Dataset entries
Start of Block

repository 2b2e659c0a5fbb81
use std::{
    collections::HashMap,
    sync::Mutex,
    time::{Duration, Instant},
};

use serde::Serialize;
use sha2::{Digest, Sha256};

use super::{EdgeError, EdgeResult, ProtocolProxy, Registration};
use crate::config::env_string;

const SECRET_HEADER: &str = "X-Zpack-Secret";
const DEDUP_WINDOW: Duration = Duration::from_secs(10);

#[derive(Debug, Clone)]
pub struct VelocityConfig {
    pub base_url: String,
    /// Shared secret; hashed before it goes on the wire.
    pub secret: String,
}

impl VelocityConfig {
    pub fn from_env() -> Result<Self, EdgeError> {
        Ok(Self {
            base_url: env_string("VELOCITY_URL")
                .unwrap_or_else(|| "http://10.70.0.241:8081".to_string())
                .trim_end_matches('/')
                .to_string(),
            secret: env_string("ZPACK_SECRET")
                .ok_or_else(|| EdgeError::Config("ZPACK_SECRET is required".to_string()))?,
        })
    }
}

pub fn secret_digest(secret: &str) -> String {
    hex::encode(Sha256::digest(secret.as_bytes()))
}

#[derive(Serialize)]
struct RegisterBody<'a> {
    server_name: &'a str,
    address: &'a str,
    port: u16,
}

#[derive(Serialize)]
struct UnregisterBody<'a> {
    server_name: &'a str,
}

/// Remembers recent registrations so a retried publish does not hit the
/// proxy twice with the same backend.
#[derive(Default)]
struct RecentRegistrations {
    seen: Mutex<HashMap<String, Instant>>,
}

impl RecentRegistrations {
    fn key(name: &str, address: &str, port: u16) -> String {
        format!("{name}|{address}|{port}")
    }

    fn is_recent(&self, key: &str, now: Instant) -> bool {
        let mut seen = self.seen.lock().unwrap_or_else(|e| e.into_inner());
        seen.retain(|_, at| now.duration_since(*at) < DEDUP_WINDOW);
        seen.contains_key(key)
    }

    fn remember(&self, key: String, now: Instant) {
        let mut seen = self.seen.lock().unwrap_or_else(|e| e.into_inner());
        seen.insert(key, now);
    }

    fn forget_name(&self, name: &str) {
        let prefix = format!("{name}|");
        let mut seen = self.seen.lock().unwrap_or_else(|e| e.into_inner());
        seen.retain(|k, _| !k.starts_with(&prefix));
    }
}

/// Client for the Minecraft proxy's zpack registration plugin.
pub struct VelocityProxy {
    http: reqwest::Client,
    base_url: String,
    secret_hash: String,
    recent: RecentRegistrations,
}

impl VelocityProxy {
    pub fn new(cfg: VelocityConfig) -> Result<Self, EdgeError> {
        let http = reqwest::Client::builder()
            .user_agent("zlh-control")
            .timeout(Duration::from_secs(10))
            .build()
            .map_err(|source| EdgeError::Transport {
                op: "velocity client",
                source,
            })?;
        Ok(Self {
            http,
            base_url: cfg.base_url,
            secret_hash: secret_digest(&cfg.secret),
            recent: RecentRegistrations::default(),
        })
    }

    async fn post<T: Serialize>(&self, op: &'static str, path: &str, body: &T) -> EdgeResult<u16> {
        let resp = self
            .http
            .post(format!("{}{path}", self.base_url))
            .header(SECRET_HEADER, &self.secret_hash)
            .json(body)
            .send()
            .await
            .map_err(|source| EdgeError::Transport { op, source })?;
        let status = resp.status().as_u16();
        if resp.status().is_success() {
            return Ok(status);
        }
        Err(EdgeError::Api {
            op,
            status,
            body: resp.text().await.unwrap_or_default(),
        })
    }
}

#[async_trait::async_trait]
impl ProtocolProxy for VelocityProxy {
    async fn register(&self, name: &str, address: &str, port: u16) -> EdgeResult<Registration> {
        let key = RecentRegistrations::key(name, address, port);
        if self.recent.is_recent(&key, Instant::now()) {
            tracing::debug!(server = name, "duplicate proxy registration skipped");
            return Ok(Registration::DuplicateSkipped);
        }
        self.post(
            "velocity register",
            "/zpack/register",
            &RegisterBody {
                server_name: name,
                address,
                port,
            },
        )
        .await?;
        self.recent.remember(key, Instant::now());
        tracing::info!(server = name, address, port, "registered with proxy");
        Ok(Registration::Registered)
    }

    async fn unregister(&self, name: &str) -> EdgeResult<()> {
        self.recent.forget_name(name);
        match self
            .post("velocity unregister", "/zpack/unregister", &UnregisterBody { server_name: name })
            .await
        {
            Ok(_) => Ok(()),
            Err(EdgeError::Api { status: 404, .. }) => Ok(()),
            Err(e) => Err(e),
        }
    }
}
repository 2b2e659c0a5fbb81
pub use sea_orm;

use sea_orm::{Database, DatabaseConnection};

pub mod entities;

pub async fn connect(database_url: &str) -> Result<DatabaseConnection, sea_orm::DbErr> {
    Database::connect(database_url).await
}
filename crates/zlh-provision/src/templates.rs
use sea_orm::{ColumnTrait, DatabaseConnection, EntityTrait, QueryFilter, QueryOrder};
use zlh_db::entities::templates;
use zlh_model::InstanceClass;

use crate::config::ResourceDefaults;
use crate::error::{ProvisionError, Result};

/// Per-request resource overrides. Each field beats the template default.
#[derive(Debug, Clone, Default, PartialEq, Eq, serde::Deserialize)]
#[serde(rename_all = "camelCase")]
pub struct ResourceRequest {
    #[serde(default, alias = "cpuCores")]
    pub cpu: Option<i32>,
    #[serde(default, alias = "memoryMiB", alias = "memory")]
    pub memory_mib: Option<i32>,
    #[serde(default, alias = "diskGiB", alias = "disk")]
    pub disk_gib: Option<i32>,
}

#[derive(Debug, Clone, Copy, PartialEq, Eq)]
pub struct Resources {
    pub cpu: i32,
    pub memory_mib: i32,
    pub disk_gib: i32,
}

pub const CPU_MIN: i32 = 1;
pub const CPU_MAX: i32 = 3;

/// Request > template > fallback, with cpu clamped regardless of source.
pub fn merge_resources(
    req: &ResourceRequest,
    template: Option<&templates::Model>,
    defaults: &ResourceDefaults,
) -> Resources {
    let cpu = req
        .cpu
        .or_else(|| template.and_then(|t| t.default_cpu))
        .unwrap_or(defaults.cpu);
    Resources {
        cpu: cpu.clamp(CPU_MIN, CPU_MAX),
        memory_mib: req
            .memory_mib
            .or_else(|| template.and_then(|t| t.default_memory_mib))
            .unwrap_or(defaults.memory_mib),
        disk_gib: req
            .disk_gib
            .or_else(|| template.and_then(|t| t.default_disk_gib))
            .unwrap_or(defaults.disk_gib),
    }
}

pub fn pick_bridge(
    class: InstanceClass,
    template: Option<&templates::Model>,
    defaults: &ResourceDefaults,
) -> String {
    template
        .and_then(|t| t.bridge.clone())
        .filter(|b| !b.trim().is_empty())
        .unwrap_or_else(|| defaults.bridge_for(class).to_string())
}

/// Everything the lifecycle driver needs to build a container.
#[derive(Debug, Clone, PartialEq, Eq)]
pub struct Blueprint {
    pub slug: Option<String>,
    pub base_image_id: i32,
    pub resources: Resources,
    /// Disk size baked into the base image; resize only grows past it.
    pub base_disk_gib: i32,
    pub bridge: String,
    pub storage: String,
}

impl Blueprint {
    pub fn build(
        class: InstanceClass,
        template: Option<&templates::Model>,
        req: &ResourceRequest,
        storage: Option<&str>,
        defaults: &ResourceDefaults,
    ) -> Self {
        Blueprint {
            slug: template.map(|t| t.slug.clone()),
            base_image_id: template.map_or(defaults.base_image_id, |t| t.base_image_id),
            resources: merge_resources(req, template, defaults),
            base_disk_gib: template
                .and_then(|t| t.default_disk_gib)
                .unwrap_or(defaults.disk_gib),
            bridge: pick_bridge(class, template, defaults),
            storage: storage
                .map(str::to_string)
                .or_else(|| template.and_then(|t| t.storage.clone()))
                .unwrap_or_else(|| defaults.storage.clone()),
        }
    }

    pub fn needs_resize(&self) -> bool {
        self.resources.disk_gib > self.base_disk_gib
    }
}

#[derive(Clone)]
pub struct TemplateResolver {
    db: DatabaseConnection,
}

impl TemplateResolver {
    pub fn new(db: DatabaseConnection) -> Self {
        Self { db }
    }

    /// A named slug must exist. Without one, the first template matching
    /// (workload, variant) is used when there is one.
    pub async fn resolve(
        &self,
        slug: Option<&str>,
        workload: Option<&str>,
        variant: Option<&str>,
    ) -> Result<Option<templates::Model>> {
        if let Some(slug) = slug {
            return templates::Entity::find_by_id(slug.to_string())
                .one(&self.db)
                .await?
                .map(Some)
                .ok_or_else(|| ProvisionError::TemplateNotFound(slug.to_string()));
        }

        let Some(workload) = workload else {
            return Ok(None);
        };
        let mut q = templates::Entity::find().filter(templates::Column::Workload.eq(workload));
        q = match variant {
            Some(v) => q.filter(templates::Column::Variant.eq(v)),
            None => q.filter(templates::Column::Variant.is_null()),
        };
        Ok(q.order_by_asc(templates::Column::Slug).one(&self.db).await?)
    }
}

End of Block

◆ WORK INSTRUCTION
Starting at the first line of the data above, retype each line exactly until you reach the line containing "fn is_recent(&self, key: &str, now: Instant)", and include that line too.

◆ ANSWER BOX
repository 2b2e659c0a5fbb81
use std::{
    collections::HashMap,
    sync::Mutex,
    time::{Duration, Instant},
};

use serde::Serialize;
use sha2::{Digest, Sha256};

use super::{EdgeError, EdgeResult, ProtocolProxy, Registration};
use crate::config::env_string;

const SECRET_HEADER: &str = "X-Zpack-Secret";
const DEDUP_WINDOW: Duration = Duration::from_secs(10);

#[derive(Debug, Clone)]
pub struct VelocityConfig {
    pub base_url: String,
    /// Shared secret; hashed before it goes on the wire.
    pub secret: String,
}

impl VelocityConfig {
    pub fn from_env() -> Result<Self, EdgeError> {
        Ok(Self {
            base_url: env_string("VELOCITY_URL")
                .unwrap_or_else(|| "http://10.70.0.241:8081".to_string())
                .trim_end_matches('/')
                .to_string(),
            secret: env_string("ZPACK_SECRET")
                .ok_or_else(|| EdgeError::Config("ZPACK_SECRET is required".to_string()))?,
        })
    }
}

pub fn secret_digest(secret: &str) -> String {
    hex::encode(Sha256::digest(secret.as_bytes()))
}

#[derive(Serialize)]
struct RegisterBody<'a> {
    server_name: &'a str,
    address: &'a str,
    port: u16,
}

#[derive(Serialize)]
struct UnregisterBody<'a> {
    server_name: &'a str,
}

/// Remembers recent registrations so a retried publish does not hit the
/// proxy twice with the same backend.
#[derive(Default)]
struct RecentRegistrations {
    seen: Mutex<HashMap<String, Instant>>,
}

impl RecentRegistrations {
    fn key(name: &str, address: &str, port: u16) -> String {
        format!("{name}|{address}|{port}")
    }

    fn is_recent(&self, key: &str, now: Instant) -> bool {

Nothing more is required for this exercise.